The mission of spiritual leadership is the transformation of God’s people into the likeness of Jesus Christ (Eph. 4:7-16). It is not to construct buildings, create programs, attract crowds or to build an institution. Further, the transformation of human beings is a supernatural result, which cannot be achieved through mere human planning or power. It requires supernatural means, in the form of grace-gifts bestowed on every member of Christ’s body (1 Cor. 12:27-31). And the method of spiritual leadership is lowly service, performed in the meekness of Christ, in the power of God and to his glory (Mark 10:42-45; 1 Peter 4:10-11).

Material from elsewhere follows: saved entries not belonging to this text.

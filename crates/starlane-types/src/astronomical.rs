//! The generated universe hierarchy.
//!
//! A [`Galaxy`] owns its [`Sector`]s, which own their [`System`]s, which own
//! a [`Star`] and a list of [`Planet`]s. The topology is immutable after
//! generation. Mutable per-system state (markets, agents, reputation,
//! security) lives in side tables keyed by [`SystemId`].

use serde::{Deserialize, Serialize};
use ts_rs::TS;

use crate::enums::{Faction, PlanetEconomy, PlanetType, StarType, SystemSecurity};
use crate::geometry::{OrdPoint, Point, Rect};
use crate::ids::{PlanetId, SectorId, SystemId};

/// A star at the centre of a system.
#[derive(Debug, Clone, PartialEq, Serialize, Deserialize, TS)]
#[ts(export, export_to = "bindings/")]
pub struct Star {
    /// Display name (shared with the system).
    pub name: String,
    /// Spectral class.
    pub star_type: StarType,
    /// Luminosity in solar units.
    pub luminosity: f64,
    /// Mass in solar units.
    pub mass: f64,
}

/// A planet in orbit around a system's star.
#[derive(Debug, Clone, PartialEq, Serialize, Deserialize, TS)]
#[ts(export, export_to = "bindings/")]
pub struct Planet {
    /// Stable identifier.
    pub id: PlanetId,
    /// Display name, e.g. `"Vega B"`.
    pub name: String,
    /// Physical classification.
    pub planet_type: PlanetType,
    /// Orbit radius in astronomical units.
    pub orbit_radius: f64,
    /// Equilibrium surface temperature in kelvin.
    pub temperature: f64,
    /// Position in galaxy space.
    pub position: Point,
    /// Mass in Earth masses.
    pub mass: f64,
    /// Economic role. [`PlanetEconomy::None`] until classified.
    pub economy: PlanetEconomy,
}

/// A star system.
#[derive(Debug, Clone, PartialEq, Serialize, Deserialize, TS)]
#[ts(export, export_to = "bindings/")]
pub struct System {
    /// Stable identifier.
    pub id: SystemId,
    /// Display name.
    pub name: String,
    /// Position in galaxy space.
    pub position: Point,
    /// Controlling faction (inherited from the sector).
    pub faction: Faction,
    /// Security level at generation time.
    pub security: SystemSecurity,
    /// Central star.
    pub star: Star,
    /// Planets ordered by orbital slot.
    pub planets: Vec<Planet>,
}

impl System {
    /// Look up a planet by identifier.
    pub fn planet(&self, id: PlanetId) -> Option<&Planet> {
        self.planets.iter().find(|planet| planet.id == id)
    }
}

/// Position of a sector on the galaxy grid.
#[derive(Debug, Clone, Copy, PartialEq, Eq, PartialOrd, Ord, Hash, Serialize, Deserialize, TS)]
#[ts(export, export_to = "bindings/")]
pub struct SectorCoord {
    /// Grid column.
    pub column: u32,
    /// Grid row.
    pub row: u32,
}

/// A rectangular region of the galaxy holding a set of systems.
#[derive(Debug, Clone, PartialEq, Serialize, Deserialize, TS)]
#[ts(export, export_to = "bindings/")]
pub struct Sector {
    /// Stable identifier.
    pub id: SectorId,
    /// Grid coordinate, unique within the galaxy.
    pub coord: SectorCoord,
    /// Spatial extent.
    pub bounds: Rect,
    /// Controlling faction.
    pub faction: Faction,
    /// Systems in generation order.
    pub systems: Vec<System>,
}

/// The full generated universe.
#[derive(Debug, Clone, PartialEq, Serialize, Deserialize, TS)]
#[ts(export, export_to = "bindings/")]
pub struct Galaxy {
    /// Seed the galaxy was generated from.
    pub seed: u64,
    /// Spatial extent.
    pub bounds: Rect,
    /// Sectors in row-major grid order.
    pub sectors: Vec<Sector>,
}

impl Galaxy {
    /// Iterate every system in structural order.
    pub fn systems(&self) -> impl Iterator<Item = &System> {
        self.sectors.iter().flat_map(|sector| sector.systems.iter())
    }

    /// Mutable iteration over every system in structural order.
    pub fn systems_mut(&mut self) -> impl Iterator<Item = &mut System> {
        self.sectors
            .iter_mut()
            .flat_map(|sector| sector.systems.iter_mut())
    }

    /// Total number of systems.
    pub fn system_count(&self) -> usize {
        self.sectors.iter().map(|sector| sector.systems.len()).sum()
    }

    /// Look up a sector by identifier.
    pub fn sector(&self, id: SectorId) -> Option<&Sector> {
        self.sectors.iter().find(|sector| sector.id == id)
    }

    /// Look up a system by identifier.
    pub fn system(&self, id: SystemId) -> Option<&System> {
        self.sector(id.sector)?
            .systems
            .iter()
            .find(|system| system.id == id)
    }

    /// Look up a system by display name.
    pub fn system_by_name(&self, name: &str) -> Option<&System> {
        self.systems().find(|system| system.name == name)
    }

    /// Look up the system at an exact position.
    pub fn system_at(&self, point: OrdPoint) -> Option<&System> {
        self.systems()
            .find(|system| OrdPoint::new(system.position) == point)
    }

    /// The system closest to `point`. Ties resolve to the lower [`SystemId`].
    pub fn nearest_system(&self, point: Point) -> Option<&System> {
        self.systems().min_by(|a, b| {
            a.position
                .distance_squared(point)
                .total_cmp(&b.position.distance_squared(point))
                .then_with(|| a.id.cmp(&b.id))
        })
    }

    /// Every system within `radius` of `point`, nearest first.
    pub fn systems_within(&self, point: Point, radius: f64) -> Vec<&System> {
        let limit = radius * radius;
        let mut found: Vec<&System> = self
            .systems()
            .filter(|system| system.position.distance_squared(point) <= limit)
            .collect();
        found.sort_by(|a, b| {
            a.position
                .distance_squared(point)
                .total_cmp(&b.position.distance_squared(point))
                .then_with(|| a.id.cmp(&b.id))
        });
        found
    }
}

#[cfg(test)]
#[allow(clippy::unwrap_used)]
mod tests {
    use super::*;

    fn system(sector: u32, index: u32, name: &str, x: f64, y: f64) -> System {
        System {
            id: SystemId::new(sector, index),
            name: name.to_owned(),
            position: Point::new(x, y),
            faction: Faction::Federation,
            security: SystemSecurity::Medium,
            star: Star {
                name: name.to_owned(),
                star_type: StarType::G,
                luminosity: 1.0,
                mass: 1.0,
            },
            planets: Vec::new(),
        }
    }

    fn galaxy() -> Galaxy {
        let bounds = Rect::new(Point::new(0.0, 0.0), 100.0, 50.0);
        Galaxy {
            seed: 7,
            bounds,
            sectors: vec![
                Sector {
                    id: SectorId(0),
                    coord: SectorCoord { column: 0, row: 0 },
                    bounds: Rect::new(Point::new(0.0, 0.0), 50.0, 50.0),
                    faction: Faction::Federation,
                    systems: vec![
                        system(0, 0, "Sol", 10.0, 10.0),
                        system(0, 1, "Vega", 30.0, 40.0),
                    ],
                },
                Sector {
                    id: SectorId(1),
                    coord: SectorCoord { column: 1, row: 0 },
                    bounds: Rect::new(Point::new(50.0, 0.0), 50.0, 50.0),
                    faction: Faction::Empire,
                    systems: vec![system(1, 0, "Rigel", 60.0, 10.0)],
                },
            ],
        }
    }

    #[test]
    fn lookups_by_id_name_and_position() {
        let g = galaxy();
        assert_eq!(g.system_count(), 3);
        assert_eq!(g.system(SystemId::new(1, 0)).unwrap().name, "Rigel");
        assert_eq!(g.system_by_name("Vega").unwrap().id, SystemId::new(0, 1));
        let at = g.system_at(OrdPoint::new(Point::new(10.0, 10.0))).unwrap();
        assert_eq!(at.name, "Sol");
        assert!(g.system(SystemId::new(3, 0)).is_none());
    }

    #[test]
    fn nearest_and_radius_queries() {
        let g = galaxy();
        assert_eq!(g.nearest_system(Point::new(55.0, 12.0)).unwrap().name, "Rigel");
        let near: Vec<&str> = g
            .systems_within(Point::new(12.0, 12.0), 35.0)
            .iter()
            .map(|s| s.name.as_str())
            .collect();
        assert_eq!(near, vec!["Sol", "Vega"]);
    }

    #[test]
    fn systems_iterate_in_structural_order() {
        let g = galaxy();
        let ids: Vec<SystemId> = g.systems().map(|s| s.id).collect();
        let mut sorted = ids.clone();
        sorted.sort();
        assert_eq!(ids, sorted);
    }
}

For all these reasons, we dare not focus on any human marker of worldly success — whether academic, business, professional or financial — when selecting leaders for the church of God. Such fleshly qualifications contribute nothing toward spiritual leadership. Indeed, they might get in the way, insofar as they tempt leaders and followers alike to lose sight of the divine mission, means and method of spiritual leadership as revealed in Scripture.
We do not create spiritual leaders by selecting people and ordaining them to leadership roles. Instead, we look among God’s people and recognize individuals whom God has gifted for this service. Such people have a heart set on the mission of facilitating transformed lives. They rely already on the means God provides for this task — grace-gifts to be exercised in his power and to his glory. They trust the divine method of spiritual leadership, which is humble service in the footprints of Jesus himself. The people whom God has gifted for spiritual leadership are clearly recognizable — not by worldly markers of success, but by traits that identify them as intimates of the Savior, filled with his Spirit, committed to his service and devoted to his glory.